## Extracted material
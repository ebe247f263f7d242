//! Vertex and edge adjacency for surface patches.
//!
//! Built once per operation from the face list; vertices are plain indices.

use hashbrown::HashMap;

/// Undirected adjacency of a triangle mesh.
///
/// Provides lookups for:
/// - The neighbors of a vertex (deduplicated, ascending)
/// - The number of faces using an edge
/// - Boundary edges (edges with exactly one adjacent face) and their vertices
#[derive(Debug, Clone)]
pub struct MeshAdjacency {
    /// Sorted, deduplicated neighbor indices per vertex.
    neighbors: Vec<Vec<u32>>,
    /// Maps edge (v0, v1), v0 < v1, to the number of faces using it.
    edge_faces: HashMap<(u32, u32), u32>,
    /// True for endpoints of boundary edges.
    boundary: Vec<bool>,
}

impl MeshAdjacency {
    /// Builds adjacency for `vertex_count` vertices.
    ///
    /// Faces with an index `>= vertex_count` are ignored. Repeated indices
    /// within a face never make a vertex its own neighbor.
    ///
    /// # Example
    ///
    /// ```
    /// use scan_repair::MeshAdjacency;
    ///
    /// let adj = MeshAdjacency::build(&[[0, 1, 2], [1, 3, 2]], 4);
    /// assert_eq!(adj.neighbors(1), &[0, 2, 3]);
    /// assert_eq!(adj.boundary_edge_count(), 4);
    /// ```
    #[must_use]
    pub fn build(faces: &[[u32; 3]], vertex_count: usize) -> Self {
        let mut neighbors = vec![Vec::new(); vertex_count];
        let mut edge_faces: HashMap<(u32, u32), u32> = HashMap::new();

        for face in faces {
            if face.iter().any(|&i| i as usize >= vertex_count) {
                continue;
            }
            for k in 0..3 {
                let (a, b) = (face[k], face[(k + 1) % 3]);
                if a == b {
                    continue;
                }
                neighbors[a as usize].push(b);
                neighbors[b as usize].push(a);
                *edge_faces.entry(normalize_edge(a, b)).or_default() += 1;
            }
        }

        for list in &mut neighbors {
            list.sort_unstable();
            list.dedup();
        }

        let mut boundary = vec![false; vertex_count];
        for (&(a, b), &count) in &edge_faces {
            if count == 1 {
                boundary[a as usize] = true;
                boundary[b as usize] = true;
            }
        }

        Self {
            neighbors,
            edge_faces,
            boundary,
        }
    }

    /// Number of vertices this adjacency was built for.
    #[must_use]
    pub fn vertex_count(&self) -> usize {
        self.neighbors.len()
    }

    /// Neighbors of vertex `v`, ascending. Empty for isolated or unknown vertices.
    #[must_use]
    pub fn neighbors(&self, v: u32) -> &[u32] {
        self.neighbors.get(v as usize).map_or(&[], Vec::as_slice)
    }

    /// Returns true if `v` is an endpoint of a boundary edge.
    #[must_use]
    pub fn is_boundary_vertex(&self, v: u32) -> bool {
        self.boundary.get(v as usize).copied().unwrap_or(false)
    }

    /// Number of faces using the edge between `v0` and `v1`.
    #[must_use]
    pub fn edge_face_count(&self, v0: u32, v1: u32) -> u32 {
        self.edge_faces
            .get(&normalize_edge(v0, v1))
            .copied()
            .unwrap_or(0)
    }

    /// Boundary edges as `(low, high)` pairs, ascending.
    #[must_use]
    pub fn boundary_edges(&self) -> Vec<(u32, u32)> {
        let mut edges: Vec<(u32, u32)> = self
            .edge_faces
            .iter()
            .filter(|&(_, &count)| count == 1)
            .map(|(&edge, _)| edge)
            .collect();
        edges.sort_unstable();
        edges
    }

    /// Count the number of boundary edges.
    #[must_use]
    pub fn boundary_edge_count(&self) -> usize {
        self.edge_faces.values().filter(|&&count| count == 1).count()
    }

    /// Get the total number of edges.
    #[must_use]
    pub fn edge_count(&self) -> usize {
        self.edge_faces.len()
    }
}

/// Normalize edge direction so v0 < v1.
#[inline]
fn normalize_edge(v0: u32, v1: u32) -> (u32, u32) {
    if v0 < v1 { (v0, v1) } else { (v1, v0) }
}

#[cfg(test)]
mod tests {
    use super::*;

    fn two_triangles_sharing_edge() -> Vec<[u32; 3]> {
        vec![[0, 1, 2], [1, 3, 2]]
    }

    #[test]
    fn neighbors_deduplicated() {
        let adj = MeshAdjacency::build(&two_triangles_sharing_edge(), 4);
        assert_eq!(adj.neighbors(2), &[0, 1, 3]);
        assert_eq!(adj.neighbors(0), &[1, 2]);
        assert_eq!(adj.edge_count(), 5);
    }

    #[test]
    fn edge_face_counts() {
        let adj = MeshAdjacency::build(&two_triangles_sharing_edge(), 4);
        assert_eq!(adj.edge_face_count(1, 2), 2);
        assert_eq!(adj.edge_face_count(2, 1), 2);
        assert_eq!(adj.edge_face_count(0, 1), 1);
        assert_eq!(adj.edge_face_count(0, 3), 0);
    }

    #[test]
    fn boundary_of_open_strip() {
        let adj = MeshAdjacency::build(&two_triangles_sharing_edge(), 4);
        assert_eq!(adj.boundary_edges(), vec![(0, 1), (0, 2), (1, 3), (2, 3)]);
        assert!((0..4).all(|v| adj.is_boundary_vertex(v)));
    }

    #[test]
    fn closed_tetrahedron_has_no_boundary() {
        let faces = [[0, 1, 2], [0, 3, 1], [1, 3, 2], [2, 3, 0]];
        let adj = MeshAdjacency::build(&faces, 4);
        assert_eq!(adj.boundary_edge_count(), 0);
        assert!(!adj.is_boundary_vertex(0));
    }

    #[test]
    fn isolated_and_out_of_range() {
        let adj = MeshAdjacency::build(&[[0, 1, 2], [0, 1, 9]], 4);
        assert!(adj.neighbors(3).is_empty());
        assert!(adj.neighbors(99).is_empty());
        assert_eq!(adj.edge_count(), 3);
    }

    #[test]
    fn repeated_index_not_self_neighbor() {
        let adj = MeshAdjacency::build(&[[0, 0, 1]], 2);
        assert_eq!(adj.neighbors(0), &[1]);
    }
}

## Your goal
Working through the records, copy each line in which the word "push" appears.

## Answer
                neighbors[a as usize].push(b);
                neighbors[b as usize].push(a);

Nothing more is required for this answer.